### YOUR TASK
Your answer must consist of exactly the lines below, starting with the line with "use super::*;" and going on through the line with "let entry = &json[0];", and nothing else.

### MATERIAL PROVIDED
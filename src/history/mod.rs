//! Replay of a record's version history.
//!
//! [`HistoryReader`] opens the ledger's history iterator for a chassis number
//! and turns each committed version into a [`HistoryEntry`]. Entries come out
//! in exactly the order the ledger yields them; the reader never sorts.

mod audit;
mod format;

pub use audit::{AuditFinding, AuditTrail, AuditedVersion, Version};
pub use format::{TimestampFormat, TimestampFormatter};

use crate::core::VehicleRecord;
use crate::error::ContractError;
use crate::ledger::{HistoryOrder, KeyModification, Ledger, LedgerError};
use serde::{Deserialize, Serialize};
use serde_json::value::RawValue;
use tracing::debug;

/// One version of a record as rendered in the history array.
///
/// Wire form: `{"TxId": "...", "Value": {...} | null, "Timestamp": "...", "IsDelete": "false"}`.
/// `Value` is the stored record embedded verbatim.
#[derive(Clone, Debug, Serialize, Deserialize)]
pub struct HistoryEntry {
    #[serde(rename = "TxId")]
    pub tx_id: String,
    #[serde(rename = "Value")]
    pub value: Option<Box<RawValue>>,
    #[serde(rename = "Timestamp")]
    pub timestamp: String,
    #[serde(rename = "IsDelete", with = "bool_text")]
    pub is_delete: bool,
}

impl HistoryEntry {
    fn from_modification(
        chassis_no: &str,
        modification: KeyModification,
        formatter: &dyn TimestampFormatter,
    ) -> Result<Self, ContractError> {
        let is_delete = modification.is_delete();
        let value = match modification.value {
            Some(bytes) => Some(embed(chassis_no, &modification.tx_id, bytes)?),
            None => None,
        };
        Ok(Self {
            timestamp: formatter.format(&modification.timestamp),
            tx_id: modification.tx_id,
            value,
            is_delete,
        })
    }

    /// Decode the embedded value as a record; `None` for a tombstone.
    pub fn record(&self, chassis_no: &str) -> Result<Option<VehicleRecord>, ContractError> {
        self.value
            .as_ref()
            .map(|raw| VehicleRecord::from_bytes(chassis_no, raw.get().as_bytes()))
            .transpose()
    }
}

fn embed(chassis_no: &str, tx_id: &str, bytes: Vec<u8>) -> Result<Box<RawValue>, ContractError> {
    let unmarshal = |reason: String| ContractError::Unmarshal {
        chassis_no: chassis_no.to_string(),
        reason: format!("version {tx_id}: {reason}"),
    };
    let text = String::from_utf8(bytes).map_err(|e| unmarshal(e.to_string()))?;
    RawValue::from_string(text).map_err(|e| unmarshal(e.to_string()))
}

/// `IsDelete` travels as the text `"true"` / `"false"`.
mod bool_text {
    use serde::{Deserialize, Deserializer, Serializer};

    pub fn serialize<S: Serializer>(value: &bool, serializer: S) -> Result<S::Ok, S::Error> {
        serializer.serialize_str(if *value { "true" } else { "false" })
    }

    pub fn deserialize<'de, D: Deserializer<'de>>(deserializer: D) -> Result<bool, D::Error> {
        let text = String::deserialize(deserializer)?;
        text.parse().map_err(serde::de::Error::custom)
    }
}

/// Reads the history of records from a ledger.
pub struct HistoryReader<'a, L: Ledger> {
    ledger: &'a L,
    formatter: &'a dyn TimestampFormatter,
}

impl<'a, L: Ledger + 'a> HistoryReader<'a, L> {
    pub fn new(ledger: &'a L, formatter: &'a dyn TimestampFormatter) -> Self {
        Self { ledger, formatter }
    }

    /// Lazily yield the versions of `chassis_no`.
    ///
    /// The returned iterator owns the ledger's history handle and releases it
    /// when dropped. It stops after the first error.
    pub fn entries(&self, chassis_no: &str) -> Result<HistoryEntries<'a, L>, ContractError> {
        let inner = self
            .ledger
            .history_for_key(chassis_no)
            .map_err(|e| iterator_error(chassis_no, e))?;
        Ok(HistoryEntries {
            chassis_no: chassis_no.to_string(),
            inner,
            formatter: self.formatter,
            done: false,
        })
    }

    /// Render the full history of `chassis_no` as a JSON array.
    pub fn get_history(&self, chassis_no: &str) -> Result<Vec<u8>, ContractError> {
        let entries = self
            .entries(chassis_no)?
            .collect::<Result<Vec<_>, _>>()?;
        debug!(chassis_no, entries = entries.len(), "history rendered");
        serde_json::to_vec(&entries).map_err(|e| ContractError::Marshal(e.to_string()))
    }

    /// Collect the history of `chassis_no` into an audit trail. `order` states
    /// how the ledger orders its history. Versions that are not valid records
    /// are kept in the trail as unreadable rather than failing the audit.
    pub fn audit(&self, chassis_no: &str, order: HistoryOrder) -> Result<AuditTrail, ContractError> {
        let modifications = self
            .ledger
            .history_for_key(chassis_no)
            .and_then(|history| history.collect::<Result<Vec<_>, _>>())
            .map_err(|e| iterator_error(chassis_no, e))?;
        debug!(chassis_no, versions = modifications.len(), "history audited");
        Ok(AuditTrail::from_modifications(
            chassis_no,
            modifications,
            self.formatter,
            order,
        ))
    }
}

fn iterator_error(chassis_no: &str, e: LedgerError) -> ContractError {
    ContractError::HistoryIterator {
        chassis_no: chassis_no.to_string(),
        reason: e.to_string(),
    }
}

/// Iterator returned by [`HistoryReader::entries`].
pub struct HistoryEntries<'a, L: Ledger + 'a> {
    chassis_no: String,
    inner: L::History<'a>,
    formatter: &'a dyn TimestampFormatter,
    done: bool,
}

impl<'a, L: Ledger + 'a> Iterator for HistoryEntries<'a, L> {
    type Item = Result<HistoryEntry, ContractError>;

    fn next(&mut self) -> Option<Self::Item> {
        if self.done {
            return None;
        }
        let item = match self.inner.next()? {
            Ok(modification) => {
                HistoryEntry::from_modification(&self.chassis_no, modification, self.formatter)
            }
            Err(e) => Err(iterator_error(&self.chassis_no, e)),
        };
        self.done = item.is_err();
        Some(item)
    }
}

#[cfg(test)]
mod tests {
    use super::*;
    use crate::core::{LifecycleTable, VehicleStatus};
    use crate::ledger::MemoryLedger;
    use chrono::DateTime;

    fn ledger() -> MemoryLedger {
        MemoryLedger::new().with_start_time(DateTime::from_timestamp(1_700_000_000, 0).unwrap())
    }

    fn put(ledger: &mut MemoryLedger, record: &VehicleRecord) {
        ledger
            .put_state(&record.chassis_no, record.to_bytes().unwrap())
            .unwrap();
    }

    #[test]
    fn renders_entries_in_wire_format() {
        let mut ledger = ledger();
        put(&mut ledger, &VehicleRecord::manufactured("CH001", "Manufacturer"));

        let format = TimestampFormat::Ledger;
        let reader = HistoryReader::new(&ledger, &format);
        let json: serde_json::Value =
            serde_json::from_slice(&reader.get_history("CH001").unwrap()).unwrap();

        let entry = &json[0];
        assert_eq!(entry["Value"]["status"], "New");
        assert_eq!(entry["Value"]["owner"], "Manufacturer");
        assert_eq!(entry["Timestamp"], "2023-11-14 22:13:20 +0000 UTC");
        assert_eq!(entry["IsDelete"], "false");
        assert_eq!(entry["TxId"].as_str().unwrap().len(), 32);
    }

    #[test]
    fn value_is_embedded_verbatim() {
        let mut ledger = ledger();
        let record = VehicleRecord::manufactured("CH001", "Manufacturer");
        let stored = String::from_utf8(record.to_bytes().unwrap()).unwrap();
        put(&mut ledger, &record);

        let format = TimestampFormat::Ledger;
        let reader = HistoryReader::new(&ledger, &format);
        let text = String::from_utf8(reader.get_history("CH001").unwrap()).unwrap();

        assert!(text.contains(&format!("\"Value\":{stored}")));
    }

    #[test]
    fn tombstones_render_null() {
        let mut ledger = ledger();
        put(&mut ledger, &VehicleRecord::manufactured("CH001", "Manufacturer"));
        ledger.del_state("CH001").unwrap();

        let format = TimestampFormat::Ledger;
        let reader = HistoryReader::new(&ledger, &format);
        let entries: Vec<HistoryEntry> =
            serde_json::from_slice(&reader.get_history("CH001").unwrap()).unwrap();

        assert_eq!(entries.len(), 2);
        assert!(entries[1].value.is_none());
        assert!(entries[1].is_delete);
        assert_eq!(entries[1].record("CH001").unwrap(), None);
        assert_eq!(
            entries[0].record("CH001").unwrap().unwrap().status,
            VehicleStatus::New
        );
    }

    #[test]
    fn unknown_key_has_empty_history() {
        let ledger = ledger();
        let format = TimestampFormat::Ledger;
        let reader = HistoryReader::new(&ledger, &format);

        assert_eq!(reader.get_history("nope").unwrap(), b"[]".to_vec());
    }

    #[test]
    fn open_failure_is_history_iterator_error() {
        let mut ledger = ledger();
        ledger.fail_history_open(true);
        let format = TimestampFormat::Ledger;
        let reader = HistoryReader::new(&ledger, &format);

        let err = reader.get_history("CH001").unwrap_err();
        assert!(matches!(err, ContractError::HistoryIterator { .. }));
        assert_eq!(ledger.open_iterators(), 0);
    }

    #[test]
    fn mid_iteration_failure_releases_iterator() {
        let mut ledger = ledger();
        put(&mut ledger, &VehicleRecord::manufactured("CH001", "Manufacturer"));
        put(&mut ledger, &VehicleRecord::manufactured("CH001", "Manufacturer"));
        ledger.fail_history_at(Some(1));

        let format = TimestampFormat::Ledger;
        let reader = HistoryReader::new(&ledger, &format);
        let err = reader.get_history("CH001").unwrap_err();

        assert!(matches!(err, ContractError::HistoryIterator { .. }));
        assert_eq!(ledger.open_iterators(), 0);
    }

    #[test]
    fn entries_stop_after_first_error() {
        let mut ledger = ledger();
        ledger.put_state("CH001", b"garbage".to_vec()).unwrap();
        put(&mut ledger, &VehicleRecord::manufactured("CH001", "Manufacturer"));

        let format = TimestampFormat::Ledger;
        let reader = HistoryReader::new(&ledger, &format);
        let mut entries = reader.entries("CH001").unwrap();

        assert!(matches!(
            entries.next(),
            Some(Err(ContractError::Unmarshal { .. }))
        ));
        assert!(entries.next().is_none());
        drop(entries);
        assert_eq!(ledger.open_iterators(), 0);
    }

    #[test]
    fn audit_keeps_undecodable_versions() {
        let mut ledger = ledger();
        put(&mut ledger, &VehicleRecord::manufactured("CH001", "Manufacturer"));
        ledger.put_state("CH001", b"garbage".to_vec()).unwrap();
        put(
            &mut ledger,
            &VehicleRecord {
                status: VehicleStatus::Dealer,
                ..VehicleRecord::manufactured("CH001", "DealerA")
            },
        );

        let format = TimestampFormat::Ledger;
        let reader = HistoryReader::new(&ledger, &format);
        assert!(matches!(
            reader.get_history("CH001"),
            Err(ContractError::Unmarshal { .. })
        ));

        let trail = reader.audit("CH001", HistoryOrder::OldestFirst).unwrap();
        assert_eq!(trail.versions().len(), 3);
        assert!(matches!(trail.versions()[1].version, Version::Unreadable(_)));
        assert!(matches!(
            trail.verify(&LifecycleTable::standard()).as_slice(),
            [AuditFinding::Unreadable { .. }]
        ));
        assert_eq!(ledger.open_iterators(), 0);
    }

    #[test]
    fn custom_formatter_is_used() {
        let mut ledger = ledger();
        put(&mut ledger, &VehicleRecord::manufactured("CH001", "Manufacturer"));

        let format = TimestampFormat::EpochSeconds;
        let reader = HistoryReader::new(&ledger, &format);
        let entry = reader.entries("CH001").unwrap().next().unwrap().unwrap();

        assert_eq!(entry.timestamp, "1700000000");
    }
}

### SOLUTION TO THIS TASK
    use super::*;
    use crate::core::{LifecycleTable, VehicleStatus};
    use crate::ledger::MemoryLedger;
    use chrono::DateTime;

    fn ledger() -> MemoryLedger {
        MemoryLedger::new().with_start_time(DateTime::from_timestamp(1_700_000_000, 0).unwrap())
    }

    fn put(ledger: &mut MemoryLedger, record: &VehicleRecord) {
        ledger
            .put_state(&record.chassis_no, record.to_bytes().unwrap())
            .unwrap();
    }

    #[test]
    fn renders_entries_in_wire_format() {
        let mut ledger = ledger();
        put(&mut ledger, &VehicleRecord::manufactured("CH001", "Manufacturer"));

        let format = TimestampFormat::Ledger;
        let reader = HistoryReader::new(&ledger, &format);
        let json: serde_json::Value =
            serde_json::from_slice(&reader.get_history("CH001").unwrap()).unwrap();

        let entry = &json[0];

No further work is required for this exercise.